4. Can you explain ThreatSTOP NOD and how it benefits today’s organizations?

ThreatSTOP NOD takes the Newly Observed Domains (NOD) data provided by Farsight and makes domain names that have been newly observed in the last 24 hours and/or 5 days available to customers to use for filtering in their DNS servers and other network security elements. The data is updated every 15 minutes, and is available in Response Policy Zone format (for systems that support that, including BIND and its derivatives), as Microsoft DNS Policies (for Active Directory 2016 and later), and as STIX/TAXII, CSV, TSV, SNORT and Suricata formatted files (for IDS/IPS and SIEM).

Most newly observed domains are not associated with regular traffic. If a legitimate entity registers and starts to use a domain, they usually spend some time setting up the resources needed to service the domain, and testing it, before putting it into actual use. Criminals and nation-state attackers, on the other hand, are constantly trying to change their infrastructure as soon as it gets identified, so they will register a domain and start using it immediately as a destination for phishing, DNS tunneling, or other ways to get information or control systems. Not talking to a domain that is less than a day old has a very low risk of a false positive and will block a lot of what is bad. In the rare cases where the domain is legitimate, the ThreatSTOP system has a very simple way to whitelist in the GUI directly from reporting, and the next update will clear the block. The reason we also offer a five-day dataset is that it is the length of time within which ICANN allows someone to abandon a registration without the registrar having to send ICANN the fee. Often, criminals will “taste” a domain by registering it and seeing what traffic goes there (typosquatting, for example), but not complete the registration. In general, unless you have a large organization, the five-day set will provide significant reduction in criminal and other wasted network traffic.

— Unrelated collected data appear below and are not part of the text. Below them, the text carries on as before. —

impl SqliteContentStore {
    /// Returns the default database path based on XDG directories.
    pub fn default_db_path() -> Result<PathBuf, ContentError> {
        let proj_dirs = ProjectDirs::from("", "", "folio").ok_or(ContentError::NoConfigDir)?;

        let config_dir = proj_dirs.config_dir();
        std::fs::create_dir_all(config_dir).map_err(|source| ContentError::Io {
            path: config_dir.to_path_buf(),
            source,
        })?;

        Ok(config_dir.join("content.sqlite"))
    }

    /// Opens or creates the database at the specified path.
    pub fn open(path: &Path) -> Result<Self, ContentError> {
        if let Some(parent) = path.parent() {
            std::fs::create_dir_all(parent).map_err(|source| ContentError::Io {
                path: parent.to_path_buf(),
                source,
            })?;
        }

        let conn = Connection::open(path)?;
        let store = Self::with_connection(conn)?;

        info!("Opened content store at {:?}", path);
        Ok(store)
    }

    /// Opens a private in-memory database.
    pub fn open_in_memory() -> Result<Self, ContentError> {
        Self::with_connection(Connection::open_in_memory()?)
    }

    fn with_connection(conn: Connection) -> Result<Self, ContentError> {
        conn.execute_batch(
            "
            PRAGMA journal_mode = WAL;
            PRAGMA synchronous = NORMAL;
            PRAGMA temp_store = MEMORY;
            PRAGMA foreign_keys = ON;
            ",
        )?;

        let store = Self { conn };
        store.create_tables()?;
        Ok(store)
    }

    fn create_tables(&self) -> Result<(), ContentError> {
        self.conn.execute_batch(
            "
            CREATE TABLE IF NOT EXISTS categories (
                id INTEGER PRIMARY KEY NOT NULL,
                name_en TEXT NOT NULL,
                name_ar TEXT NOT NULL,
                created_at INTEGER NOT NULL
            );

            CREATE TABLE IF NOT EXISTS brands (
                id TEXT PRIMARY KEY NOT NULL,
                name_en TEXT NOT NULL,
                name_ar TEXT NOT NULL,
                category_id INTEGER NOT NULL
                    REFERENCES categories(id) ON DELETE CASCADE,
                created_at INTEGER NOT NULL
            );

            CREATE INDEX IF NOT EXISTS idx_brands_category ON brands(category_id);

            -- category_id carries no foreign key: items outlive their category
            CREATE TABLE IF NOT EXISTS media (
                id INTEGER PRIMARY KEY NOT NULL,
                title TEXT NOT NULL,
                kind INTEGER NOT NULL,
                source_url TEXT NOT NULL,
                category_id INTEGER NOT NULL,
                brand_id TEXT,
                created_at INTEGER NOT NULL
            );

            CREATE INDEX IF NOT EXISTS idx_media_created_at ON media(created_at);
            ",
        )?;
        Ok(())
    }

    // =========================================================================
    // Import
    // =========================================================================

    /// Upserts a whole snapshot in one transaction.
    ///
    /// Brands must reference an existing category and a media item's brand must
    /// belong to the item's category; any violation rolls back the import.
    pub fn import_snapshot(&mut self, snapshot: &ContentSnapshot) -> Result<ImportStats, ContentError> {
        let tx = self.conn.transaction()?;
        let stats = Self::import_in_tx(&tx, snapshot)?;
        tx.commit()?;

        info!(
            categories = stats.categories,
            brands = stats.brands,
            media = stats.media,
            "Imported content snapshot"
        );
        Ok(stats)
    }

    fn import_in_tx(tx: &Transaction, snapshot: &ContentSnapshot) -> Result<ImportStats, ContentError> {
        let mut stats = ImportStats::default();

        {
            let mut stmt = tx.prepare_cached(
                "
                INSERT INTO categories (id, name_en, name_ar, created_at)
                VALUES (?1, ?2, ?3, ?4)
                ON CONFLICT(id) DO UPDATE SET
                    name_en = excluded.name_en,
                    name_ar = excluded.name_ar,
                    created_at = excluded.created_at
                ",
            )?;
            for cat in &snapshot.categories {
                stmt.execute(params![cat.id, cat.name.en, cat.name.ar, cat.created_at])?;
                stats.categories += 1;
            }
        }

        {
            let mut exists = tx.prepare_cached("SELECT 1 FROM categories WHERE id = ?1")?;
            let mut stmt = tx.prepare_cached(
                "
                INSERT INTO brands (id, name_en, name_ar, category_id, created_at)
                VALUES (?1, ?2, ?3, ?4, ?5)
                ON CONFLICT(id) DO UPDATE SET
                    name_en = excluded.name_en,
                    name_ar = excluded.name_ar,
                    category_id = excluded.category_id,
                    created_at = excluded.created_at
                ",
            )?;
            for brand in &snapshot.brands {
                let found: Option<i32> = exists
                    .query_row(params![brand.category_id], |row| row.get(0))
                    .optional()?;
                if found.is_none() {
                    return Err(ContentError::Invariant(format!(
                        "brand {} references missing category {}",
                        brand.id, brand.category_id
                    )));
                }
                stmt.execute(params![
                    brand.id,
                    brand.name.en,
                    brand.name.ar,
                    brand.category_id,
                    brand.created_at,
                ])?;
                stats.brands += 1;
            }
        }

        {
            let mut brand_category =
                tx.prepare_cached("SELECT category_id FROM brands WHERE id = ?1")?;
            let mut stmt = tx.prepare_cached(
                "
                INSERT INTO media (id, title, kind, source_url, category_id, brand_id, created_at)
                VALUES (?1, ?2, ?3, ?4, ?5, ?6, ?7)
                ON CONFLICT(id) DO UPDATE SET
                    title = excluded.title,
                    kind = excluded.kind,
                    source_url = excluded.source_url,
                    category_id = excluded.category_id,
                    brand_id = excluded.brand_id,
                    created_at = excluded.created_at
                ",
            )?;
            for item in &snapshot.media {
                if let Some(brand_id) = &item.brand_id {
                    let owner: Option<CategoryId> = brand_category
                        .query_row(params![brand_id], |row| row.get(0))
                        .optional()?;
                    if owner != Some(item.category_id) {
                        return Err(ContentError::Invariant(format!(
                            "media {} brand {} does not belong to category {}",
                            item.id, brand_id, item.category_id
                        )));
                    }
                }
                stmt.execute(params![
                    item.id,
                    item.title,
                    media_kind_to_int(item.kind),
                    item.source_url,
                    item.category_id,
                    item.brand_id,
                    item.created_at,
                ])?;
                stats.media += 1;
            }
        }

        debug!(?stats, "Snapshot rows written");
        Ok(stats)
    }

    // =========================================================================
    // Utility Methods
    // =========================================================================

    /// Gets database statistics for debugging.
    pub fn get_stats(&self) -> Result<DbStats, ContentError> {
        let category_count: i64 =
            self.conn
                .query_row("SELECT COUNT(*) FROM categories", [], |r| r.get(0))?;
        let brand_count: i64 = self
            .conn
            .query_row("SELECT COUNT(*) FROM brands", [], |r| r.get(0))?;
        let media_count: i64 = self
            .conn
            .query_row("SELECT COUNT(*) FROM media", [], |r| r.get(0))?;

        let page_count: i64 = self.conn.query_row("PRAGMA page_count", [], |r| r.get(0))?;
        let page_size: i64 = self.conn.query_row("PRAGMA page_size", [], |r| r.get(0))?;

        Ok(DbStats {
            category_count,
            brand_count,
            media_count,
            db_size_bytes: page_count * page_size,
        })
    }

    /// Opens the database, rebuilding it when the file is corrupt.
    pub fn open_or_recover(path: &Path) -> Result<Self, ContentError> {
        match Self::open(path) {
            Err(ContentError::Database(e)) if is_corruption(&e) => {
                warn!(error = %e, "Content database unreadable");
                Self::handle_corruption(path)
            }
            other => other,
        }
    }

    /// Handles database corruption by backing up and rebuilding.
    pub fn handle_corruption(path: &Path) -> Result<Self, ContentError> {
        warn!("Handling potential database corruption at {:?}", path);

        let backup_path = path.with_extension("sqlite.corrupted");
        if path.exists() {
            std::fs::rename(path, &backup_path).map_err(|source| ContentError::Io {
                path: backup_path.clone(),
                source,
            })?;
            warn!("Backed up corrupted database to {:?}", backup_path);
        }

        Self::open(path)
    }
}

5. In addition to implementing ThreatSTOP NOD, what other steps can organizations take to reduce the risk of phishing and other cyberthreats associated with new domains?

It has been said again and again, but most of the compromises we hear about would have been prevented by following basic network hygiene:

  • Patch regularly and timely. Don’t forget to update your network devices in addition to your servers, pcs, laptops and phones. Printers, DVRs and the like are frequently vectors of compromise.
  • Use a proper network firewall and limit traffic to those places that are needed for your mission. Resist the temptation to allow something just because someone wants access. Do they need this to do their job?
  • Segment your network by security profile and severely limit connections to and from IoT devices. There is no reason for your printers to be contacting hosts outside your network except by exception (when updating firmware). BYOD should be on a separate and much less trusted network.
  • Use both Endpoint and Network security, and monitor them: yes, you need reporting and alerting for your network and security events.
  • Apply Threat Intelligence both to interdict the known bad stuff and prioritize event triage.
  • When using the cloud, realize you are still responsible for security, and that it isn’t free.
  • Educate your users about phishing -- and then phish them, applying learning, not shaming, to the ones who get caught.
  • Use at least 2-Factor Authentication for access, and 2FA with a physical token for any sensitive information.

There are many more, but if the organizations that made headline-making data breaches (take your pick of Target, Experian, Capital One etc.) followed these steps, over 90% of incidents reported in the past two years simply would not have happened.